▶ **YOUR ASSIGNMENT**
Among the entries below, only the lines starting at the one with "pub trait StateStore: Send" and ending at the one with "pub fn new()", both included, are to be printed exactly.

▶ **STUDY MATERIAL**

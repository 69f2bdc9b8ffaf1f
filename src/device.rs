use crate::Error;
use regex::Regex;
use std::sync::OnceLock;

const DEVICE_ID_PATTERN: &str = r"^[A-Za-z0-9][A-Za-z0-9_.:-]{0,63}$";

#[allow(clippy::expect_used)]
fn device_id_pattern() -> &'static Regex {
    static PATTERN: OnceLock<Regex> = OnceLock::new();

    PATTERN.get_or_init(|| Regex::new(DEVICE_ID_PATTERN).expect("pattern should compile"))
}

/// A sensor's identifier.
///
/// 1 to 64 characters, starting with a letter or digit.
/// Characters supported: a-z A-Z 0-9 _ . : -
#[derive(Clone, PartialEq, Eq, PartialOrd, Ord, std::hash::Hash, Debug)]
pub struct DeviceId(String);

impl DeviceId {
    /// Validates and wraps a device identifier.
    ///
    /// # Errors
    ///
    /// Returns `InvalidArgument` if the identifier is malformed.
    pub fn new(id: &str) -> crate::Result<Self> {
        if device_id_pattern().is_match(id) {
            Ok(Self(id.to_owned()))
        } else {
            Err(Error::invalid(
                "device_id",
                id,
                "must be 1-64 characters of a-z, A-Z, 0-9, '_', '.', ':' or '-'",
            ))
        }
    }

    /// The identifier as a string.
    #[must_use]
    pub fn as_str(&self) -> &str {
        &self.0
    }
}

impl std::fmt::Display for DeviceId {
    fn fmt(&self, f: &mut std::fmt::Formatter<'_>) -> std::fmt::Result {
        write!(f, "{}", self.0)
    }
}

impl std::ops::Deref for DeviceId {
    type Target = str;

    fn deref(&self) -> &Self::Target {
        &self.0
    }
}

/// Restricts a query to one device, or none.
#[derive(Clone, Debug, Default, PartialEq, Eq)]
pub enum DeviceFilter {
    /// Readings of every device
    #[default]
    All,

    /// Readings of a single device
    Device(DeviceId),
}

impl DeviceFilter {
    /// Builds a filter from an optional raw identifier.
    ///
    /// # Errors
    ///
    /// Returns `InvalidArgument` if the identifier is malformed.
    pub fn parse(id: Option<&str>) -> crate::Result<Self> {
        id.map_or(Ok(Self::All), |id| DeviceId::new(id).map(Self::Device))
    }

    /// Returns `true` if readings of `device_id` pass the filter.
    #[must_use]
    pub fn matches(&self, device_id: &str) -> bool {
        match self {
            Self::All => true,
            Self::Device(id) => id.as_str() == device_id,
        }
    }
}

impl std::fmt::Display for DeviceFilter {
    fn fmt(&self, f: &mut std::fmt::Formatter<'_>) -> std::fmt::Result {
        match self {
            Self::All => write!(f, "all"),
            Self::Device(id) => write!(f, "{id}"),
        }
    }
}

#[cfg(test)]
mod tests {
    use super::*;
    use test_log::test;

    #[test]
    fn accepts_station_ids() -> crate::Result<()> {
        for id in ["Station-01", "a", "node_7.sensor:2"] {
            assert_eq!(id, DeviceId::new(id)?.as_str());
        }
        Ok(())
    }

    #[test]
    fn rejects_malformed_ids() {
        let too_long = "x".repeat(65);

        for id in ["", "-leading", "has space", "semi;colon", too_long.as_str()] {
            assert!(
                matches!(DeviceId::new(id), Err(Error::InvalidArgument(ref e)) if e.argument == "device_id"),
                "{id:?} should be rejected",
            );
        }
    }

    #[test]
    fn filter_defaults_to_all() -> crate::Result<()> {
        let filter = DeviceFilter::parse(None)?;
        assert_eq!(DeviceFilter::All, filter);
        assert_eq!("all", filter.to_string());
        assert!(filter.matches("anything"));
        Ok(())
    }

    #[test]
    fn filter_single_device() -> crate::Result<()> {
        let filter = DeviceFilter::parse(Some("Station-02"))?;
        assert_eq!("Station-02", filter.to_string());
        assert!(filter.matches("Station-02"));
        assert!(!filter.matches("Station-03"));
        Ok(())
    }
}
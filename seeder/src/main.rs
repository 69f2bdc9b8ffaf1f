use airsense::{Database, Engine, Metric, Reading};
use chrono::{DateTime, Datelike, TimeDelta, Timelike, Utc, Weekday};
use rand::Rng;
use std::sync::atomic::{AtomicU64, Ordering};
use std::time::{Duration, Instant};
use std::{path::PathBuf, sync::Arc};

#[cfg(not(target_env = "msvc"))]
use tikv_jemallocator::Jemalloc;

#[cfg(not(target_env = "msvc"))]
#[global_allocator]
static GLOBAL: Jemalloc = Jemalloc;

const STATIONS: [(&str, f64); 5] = [
    ("Station-01", 45.0),
    ("Station-02", 32.0),
    ("Station-03", 18.0),
    ("Station-04", 22.0),
    ("Station-05", 15.0),
];

const HOURS: i64 = 7 * 24;

/// One synthetic hourly reading, following rush hours, nights, weekends and the daily temperature cycle
fn synthesize(rng: &mut impl Rng, device_id: &str, base_pm25: f64, ts: DateTime<Utc>) -> Reading {
    let hour = ts.hour();
    let is_rush_hour = (7..=9).contains(&hour) || (17..=19).contains(&hour);
    let is_night = hour >= 22 || hour <= 6;
    let is_weekend = matches!(ts.weekday(), Weekday::Sat | Weekday::Sun);

    let mut pm25 = base_pm25 + (rng.gen::<f64>() - 0.5) * 10.0;

    if is_rush_hour && !is_weekend {
        pm25 += rng.gen::<f64>() * 15.0;
    }
    if is_night {
        pm25 -= rng.gen::<f64>() * 8.0;
    }
    if is_weekend {
        pm25 -= rng.gen::<f64>() * 5.0;
    }

    let pm25 = pm25.max(5.0);
    let pm10 = pm25 * rng.gen::<f64>().mul_add(0.5, 1.5);

    let daily = ((f64::from(hour) - 6.0) * std::f64::consts::PI / 12.0).sin();
    let temperature = daily.mul_add(5.0, 27.0) + (rng.gen::<f64>() - 0.5) * 3.0;
    let humidity = (75.0 - (temperature - 27.0) * 2.0 + (rng.gen::<f64>() - 0.5) * 10.0).clamp(0.0, 100.0);

    Reading::new(device_id, ts)
        .with(Metric::Pm25, pm25)
        .with(Metric::Pm10, pm10)
        .with(Metric::Temperature, temperature)
        .with(Metric::Humidity, humidity)
}

fn log_json(label: &str, value: &impl serde::Serialize) {
    match serde_json::to_string_pretty(value) {
        Ok(json) => log::info!("{label}: {json}"),
        Err(e) => log::error!("{label}: could not serialize response: {e}"),
    }
}

fn main() -> airsense::Result<()> {
    env_logger::builder()
        .filter_module("lsm_tree", log::LevelFilter::Warn)
        .filter_module("fjall", log::LevelFilter::Warn)
        .filter_module("airsense", log::LevelFilter::Debug)
        .filter_module("seeder", log::LevelFilter::Trace)
        .parse_default_env()
        .init();

    let path = std::env::var_os("AIRSENSE_SEED_PATH")
        .map_or_else(|| PathBuf::from(".airsense"), PathBuf::from);

    if path.try_exists()? {
        std::fs::remove_dir_all(&path)?;
    }

    let mut rng = rand::thread_rng();
    let db = Database::builder()
        .cache_size_mib(64)
        .hyper_mode(true)
        .open(&path)?;

    let max_memory_bytes = Arc::new(AtomicU64::new(0));

    std::thread::spawn({
        let max_memory_bytes = max_memory_bytes.clone();

        let mut sys = sysinfo::System::new_all();
        sys.refresh_all();

        let pid = sysinfo::Pid::from(std::process::id() as usize);

        move || loop {
            sys.refresh_processes_specifics(
                sysinfo::ProcessesToUpdate::Some(&[pid]),
                true,
                sysinfo::ProcessRefreshKind::new().with_memory(),
            );
            if let Some(process) = sys.process(pid) {
                max_memory_bytes.fetch_max(process.memory(), Ordering::Relaxed);
            }
            std::thread::sleep(Duration::from_millis(100));
        }
    });

    let now = airsense::now();
    let top_of_hour = airsense::truncate_to_hour(now);

    let start = Instant::now();
    let mut items_written = 0u64;

    for offset in (1..=HOURS).rev() {
        let minute = rng.gen_range(0..60);
        let ts = top_of_hour - TimeDelta::hours(offset) + TimeDelta::minutes(minute);

        for (device_id, base_pm25) in STATIONS {
            db.write(&synthesize(&mut rng, device_id, base_pm25, ts))?;
            items_written += 1;
        }

        if offset % 24 == 0 {
            log::debug!("seeded up to {ts}, {items_written} readings");
        }
    }

    db.persist()?;

    let elapsed = start.elapsed();
    let write_speed = items_written * 1_000_000 / (elapsed.as_micros().max(1) as u64);
    let max_memory = max_memory_bytes.load(Ordering::Relaxed);

    log::info!("ingested {items_written} readings of {} devices in {elapsed:?}", db.devices().len());
    log::info!("write speed: {write_speed} WPS");
    log::info!("peak mem: {} MiB", max_memory / 1_024 / 1_024);

    match fs_extra::dir::get_size(&path) {
        Ok(disk_space) => log::info!("disk space (KiB): {}", disk_space / 1_024),
        Err(e) => log::warn!("could not measure disk space: {e}"),
    }

    let engine = Engine::new(db);

    for _ in 0..5 {
        let start = Instant::now();
        let response = engine.aggregate("pm25").period("7d").at(now).run()?;
        log::info!("aggregated {} hours in {:?}", response.buckets.len(), start.elapsed());
    }

    log_json("aggregate", &engine.aggregate("pm25").device("Station-01").hours(6).at(now).run()?);
    log_json("aggregate_window", &engine.aggregate_window("pm10").period("24h").at(now).run()?);
    log_json("correlate", &engine.correlate("temperature", "humidity").period("7d").at(now).run()?);
    log_json("historical", &engine.historical().hours(3).at(now).run()?);
    log_json("summary", &engine.summary().period("7d").at(now).run()?);
    log_json("latest", &engine.latest("pm25").device("Station-03").run()?);

    Ok(())
}
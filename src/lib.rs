//! Hourly aggregation and correlation of air-quality sensor readings.
//!
//! Raw readings (PM2.5, PM10, temperature, humidity) are fetched from a [`ReadingStore`],
//! grouped into UTC hour buckets and reduced to descriptive statistics
//! (mean, min, max, count, population stddev, interpolated median and p95)
//! or to a Pearson correlation between two metrics.
//!
//! Readings can be kept in memory ([`MemoryStore`]) or persisted in an embedded
//! LSM-tree store built on <https://github.com/fjall-rs/fjall> ([`Database`]),
//! one partition per device, range-scanned by timestamp.
//!
//! Requests are validated before the store is touched, and every window is
//! computed against an explicit reference instant, so results are deterministic.
//!
//! ```
//! # let path = tempfile::tempdir()?;
//! use airsense::{Database, Engine, Metric, Reading};
//!
//! let db = Database::builder().cache_size_mib(16).open(&path)?;
//!
//! for (ts, pm25) in [
//!     ("2024-01-01T10:15:00Z", 40.0),
//!     ("2024-01-01T10:45:00Z", 50.0),
//!     ("2024-01-01T11:05:00Z", 20.0),
//! ] {
//!     db.write(&Reading::new("Station-01", ts.parse().unwrap()).with(Metric::Pm25, pm25))?;
//! }
//!
//! let engine = Engine::new(db);
//!
//! let response = engine
//!     .aggregate("pm25")
//!     .period("24h")
//!     .at("2024-01-01T12:00:00Z".parse().unwrap())
//!     .run()?;
//!
//! assert_eq!(2, response.buckets.len());
//! assert_eq!(Some(45.0), response.buckets[0].mean);
//! assert_eq!(2, response.buckets[0].count);
//! assert_eq!(Some(20.0), response.buckets[1].mean);
//!
//! # Ok::<(), airsense::Error>(())
//! ```

#![forbid(unsafe_code)]
#![deny(clippy::all, missing_docs, clippy::cargo)]
#![deny(clippy::unwrap_used)]
#![warn(clippy::indexing_slicing)]
#![warn(clippy::pedantic, clippy::nursery)]
#![warn(clippy::expect_used)]
#![allow(clippy::missing_const_for_fn)]
#![allow(clippy::module_name_repetitions)]
#![warn(clippy::multiple_crate_versions)]
#![warn(clippy::result_unit_err)]

mod agg;
mod bucket;
mod correlate;
mod device;

/// Request builders of the [`Engine`].
pub mod engine;

mod error;

pub mod format;

mod metric;
mod query;
mod reading;

/// Reading stores.
pub mod store;

mod time;
mod window;

type HashSet<T> = std::collections::HashSet<T, rustc_hash::FxBuildHasher>;

pub use agg::{
    fold, percentile_cont, population_stddev, Aggregation, Avg, BucketStats, LatestStats, Max,
    Min, WindowStats,
};
pub use bucket::{bucketize, Bucket};
pub use correlate::{pearson, Correlation, PairedBucket, Strength};
pub use device::{DeviceFilter, DeviceId};
pub use engine::Engine;
pub use error::{Error, InvalidArgument, Result, StorageError};
pub use metric::Metric;
pub use query::ReadingQuery;
pub use reading::Reading;
pub use store::{Database, MemoryStore, ReadingStore};
pub use time::{now, truncate_to_hour};
pub use window::{Window, MAX_WINDOW_HOURS};
/// Largest value
#[derive(Clone)]
pub struct Max;

impl super::Aggregation for Max {
    fn transform(accu: f64, x: f64) -> f64 {
        accu.max(x)
    }
}
/// Smallest value
#[derive(Clone)]
pub struct Min;

impl super::Aggregation for Min {
    fn transform(accu: f64, x: f64) -> f64 {
        accu.min(x)
    }
}
use super::endpoint::normalize_endpoint;
use super::types::{Direction, EndpointConfig};
use std::collections::HashMap;
use std::sync::{Mutex, MutexGuard};
use tracing::debug;

#[derive(Debug, Default)]
struct Namespaces {
    inbound: HashMap<String, EndpointConfig>,
    outbound: HashMap<String, EndpointConfig>,
}

impl Namespaces {
    fn get_mut(&mut self, direction: Direction) -> &mut HashMap<String, EndpointConfig> {
        match direction {
            Direction::Inbound => &mut self.inbound,
            Direction::Outbound => &mut self.outbound,
        }
    }
}

/// Per-endpoint breaker configuration for the inbound and outbound namespaces
///
/// Both namespaces sit behind one lock. Keys are normalized on the way in
/// and on lookup, so `/orders/1` and `/orders/2` share an entry.
#[derive(Debug)]
pub struct ConfigRegistry {
    namespaces: Mutex<Namespaces>,
    default: EndpointConfig,
}

impl Default for ConfigRegistry {
    fn default() -> Self {
        Self::new(EndpointConfig::default())
    }
}

impl ConfigRegistry {
    /// Create a registry that answers unknown endpoints with `default`
    pub fn new(default: EndpointConfig) -> Self {
        Self {
            namespaces: Mutex::new(Namespaces::default()),
            default,
        }
    }

    fn lock(&self) -> MutexGuard<'_, Namespaces> {
        self.namespaces
            .lock()
            .unwrap_or_else(|poisoned| poisoned.into_inner())
    }

    /// Configuration returned for endpoints without an explicit entry
    pub fn default_config(&self) -> &EndpointConfig {
        &self.default
    }

    pub fn set(&self, direction: Direction, endpoint: &str, config: EndpointConfig) {
        let key = normalize_endpoint(endpoint);
        debug!(
            direction = %direction,
            endpoint = %key,
            failure_threshold = config.failure_threshold,
            "Setting circuit breaker config"
        );
        self.lock().get_mut(direction).insert(key, config);
    }

    /// Configuration for `endpoint`, or the default when none was set
    pub fn get(&self, direction: Direction, endpoint: &str) -> EndpointConfig {
        let key = normalize_endpoint(endpoint);
        self.lock()
            .get_mut(direction)
            .get(&key)
            .cloned()
            .unwrap_or_else(|| self.default.clone())
    }

    pub fn set_inbound_config(&self, endpoint: &str, config: EndpointConfig) {
        self.set(Direction::Inbound, endpoint, config);
    }

    pub fn get_inbound_config(&self, endpoint: &str) -> EndpointConfig {
        self.get(Direction::Inbound, endpoint)
    }

    pub fn set_outbound_config(&self, endpoint: &str, config: EndpointConfig) {
        self.set(Direction::Outbound, endpoint, config);
    }

    pub fn get_outbound_config(&self, endpoint: &str) -> EndpointConfig {
        self.get(Direction::Outbound, endpoint)
    }

    /// Normalized endpoints with an explicit entry
    pub fn endpoints(&self, direction: Direction) -> Vec<String> {
        let mut endpoints: Vec<String> = self.lock().get_mut(direction).keys().cloned().collect();
        endpoints.sort();
        endpoints
    }
}
//! Shared breaker state storage
//!
//! Breaker state lives in an external key-value store so that every process
//! protecting the same endpoint sees the same circuit. Each breaker is one
//! hash keyed by `"inbound:"` or `"outbound:"` plus the normalized endpoint,
//! holding the fields listed in [`fields`].
//!
//! - [`RedisStateStore`]: `HGETALL` / `HSET` against a shared Redis
//! - [`MemoryStateStore`]: process-local map, for tests and single-instance use

pub mod memory;
pub mod redis;

use async_trait::async_trait;
use std::collections::HashMap;
use thiserror::Error;

pub use memory::MemoryStateStore;
pub use self::redis::RedisStateStore;

/// Field names of a persisted breaker
pub mod fields {
    pub const STATE: &str = "state";
    pub const FAILURE_COUNT: &str = "failureCount";
    pub const SUCCESS_COUNT: &str = "successCount";
    pub const LAST_FAILURE_TIME: &str = "lastFailureTime";
    pub const MANUAL_OVERRIDE: &str = "manualOverride";
    pub const OVERRIDE_CONFIGURED: &str = "overrideConfigured";
}

/// Errors raised by a state store
#[derive(Error, Debug)]
pub enum StoreError {
    #[error("Redis error: {0}")]
    Redis(#[from] ::redis::RedisError),

    #[error("State store unavailable: {0}")]
    Unavailable(String),
}

/// Capability to load and save the field map of one breaker
#[async_trait]
pub trait StateStore: Send + Sync {
    /// Load every field stored under `key`. A missing key yields an empty map.
    async fn load_fields(&self, key: &str) -> Result<HashMap<String, String>, StoreError>;

    /// Write `fields` under `key`, overwriting fields with the same name.
    async fn save_fields(&self, key: &str, fields: &HashMap<String, String>)
        -> Result<(), StoreError>;
}
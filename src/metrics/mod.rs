use crate::circuit_breaker::{CircuitState, Direction};
use crate::error::{Result, WardenError};
use ::metrics::{counter, describe_counter, describe_gauge, gauge};
use axum::{
    extract::State,
    http::{header, StatusCode},
    response::IntoResponse,
};
use metrics_exporter_prometheus::{PrometheusBuilder, PrometheusHandle};
use std::sync::Arc;
use tracing::{debug, info};

/// Metrics service exposing breaker metrics in Prometheus format
#[derive(Clone)]
pub struct MetricsService {
    handle: Arc<PrometheusHandle>,
}

impl MetricsService {
    /// Install the global Prometheus recorder.
    ///
    /// Only one recorder can be installed per process.
    pub fn new() -> Result<Self> {
        let handle = PrometheusBuilder::new().install_recorder().map_err(|e| {
            WardenError::Internal(format!("Failed to install metrics recorder: {}", e))
        })?;

        Self::register_metrics();

        info!("Metrics service initialized successfully");

        Ok(Self {
            handle: Arc::new(handle),
        })
    }

    fn register_metrics() {
        describe_gauge!(
            "warden_circuit_breaker_state",
            "Effective circuit breaker state (0 = closed, 1 = open, 2 = half-open)"
        );
        describe_counter!(
            "warden_circuit_breaker_transitions_total",
            "Total number of circuit breaker state transitions"
        );
        describe_counter!(
            "warden_circuit_breaker_rejections_total",
            "Total number of calls rejected by an open circuit"
        );
        describe_counter!(
            "warden_store_errors_total",
            "Total number of failed state store loads and saves"
        );

        debug!("All metrics registered with descriptions");
    }

    /// Render metrics in Prometheus format
    pub fn render(&self) -> String {
        self.handle.render()
    }
}

/// Metrics endpoint handler
pub async fn metrics_handler(State(service): State<MetricsService>) -> impl IntoResponse {
    (
        StatusCode::OK,
        [(header::CONTENT_TYPE, "text/plain; version=0.0.4")],
        service.render(),
    )
}

/// Record a state transition
pub fn record_transition(direction: Direction, endpoint: &str, to: CircuitState) {
    counter!(
        "warden_circuit_breaker_transitions_total",
        "direction" => direction.to_string(),
        "to" => to.as_str()
    )
    .increment(1);
    record_state(direction, endpoint, to);
}

/// Record the effective state of a breaker
pub fn record_state(direction: Direction, endpoint: &str, state: CircuitState) {
    gauge!(
        "warden_circuit_breaker_state",
        "direction" => direction.to_string(),
        "endpoint" => endpoint.to_string()
    )
    .set(state.as_gauge());
}

/// Record a call rejected by an open circuit
pub fn record_rejection(direction: Direction, endpoint: &str) {
    counter!(
        "warden_circuit_breaker_rejections_total",
        "direction" => direction.to_string(),
        "endpoint" => endpoint.to_string()
    )
    .increment(1);
}

/// Record a failed store operation (`load` or `save`)
pub fn record_store_error(operation: &'static str) {
    counter!("warden_store_errors_total", "operation" => operation).increment(1);
}
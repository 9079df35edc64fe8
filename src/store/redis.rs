use super::{StateStore, StoreError};
use async_trait::async_trait;
use redis::{aio::ConnectionManager, AsyncCommands};
use std::collections::HashMap;
use tracing::{debug, info};

/// Redis-backed state store
///
/// Each breaker is one Redis hash. The connection manager is multiplexed and
/// reconnects on its own, so a single store is shared by every breaker of the
/// process.
#[derive(Clone)]
pub struct RedisStateStore {
    connection: ConnectionManager,
}

impl RedisStateStore {
    /// Connect to Redis at `redis_url`
    pub async fn new(redis_url: &str) -> Result<Self, StoreError> {
        let client = redis::Client::open(redis_url)?;
        let connection = ConnectionManager::new(client).await?;

        info!("Connected breaker state store to Redis");
        Ok(Self { connection })
    }

    /// Test Redis connection
    pub async fn ping(&self) -> Result<(), StoreError> {
        let mut connection = self.connection.clone();
        redis::cmd("PING")
            .query_async::<_, ()>(&mut connection)
            .await?;
        Ok(())
    }
}

#[async_trait]
impl StateStore for RedisStateStore {
    async fn load_fields(&self, key: &str) -> Result<HashMap<String, String>, StoreError> {
        let mut connection = self.connection.clone();
        let fields: HashMap<String, String> = connection.hgetall(key).await?;

        debug!(key = key, fields = fields.len(), "Loaded breaker fields from Redis");
        Ok(fields)
    }

    async fn save_fields(
        &self,
        key: &str,
        fields: &HashMap<String, String>,
    ) -> Result<(), StoreError> {
        if fields.is_empty() {
            return Ok(());
        }

        let items: Vec<(&str, &str)> = fields
            .iter()
            .map(|(k, v)| (k.as_str(), v.as_str()))
            .collect();

        let mut connection = self.connection.clone();
        connection.hset_multiple::<_, _, _, ()>(key, items.as_slice()).await?;

        debug!(key = key, fields = items.len(), "Saved breaker fields to Redis");
        Ok(())
    }
}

▶ **EXERCISE SOLUTION**
pub trait StateStore: Send + Sync {
    /// Load every field stored under `key`. A missing key yields an empty map.
    async fn load_fields(&self, key: &str) -> Result<HashMap<String, String>, StoreError>;

    /// Write `fields` under `key`, overwriting fields with the same name.
    async fn save_fields(&self, key: &str, fields: &HashMap<String, String>)
        -> Result<(), StoreError>;
}
filename src/metrics/mod.rs
use crate::circuit_breaker::{CircuitState, Direction};
use crate::error::{Result, WardenError};
use ::metrics::{counter, describe_counter, describe_gauge, gauge};
use axum::{
    extract::State,
    http::{header, StatusCode},
    response::IntoResponse,
};
use metrics_exporter_prometheus::{PrometheusBuilder, PrometheusHandle};
use std::sync::Arc;
use tracing::{debug, info};

/// Metrics service exposing breaker metrics in Prometheus format
#[derive(Clone)]
pub struct MetricsService {
    handle: Arc<PrometheusHandle>,
}

impl MetricsService {
    /// Install the global Prometheus recorder.
    ///
    /// Only one recorder can be installed per process.
    pub fn new() -> Result<Self> {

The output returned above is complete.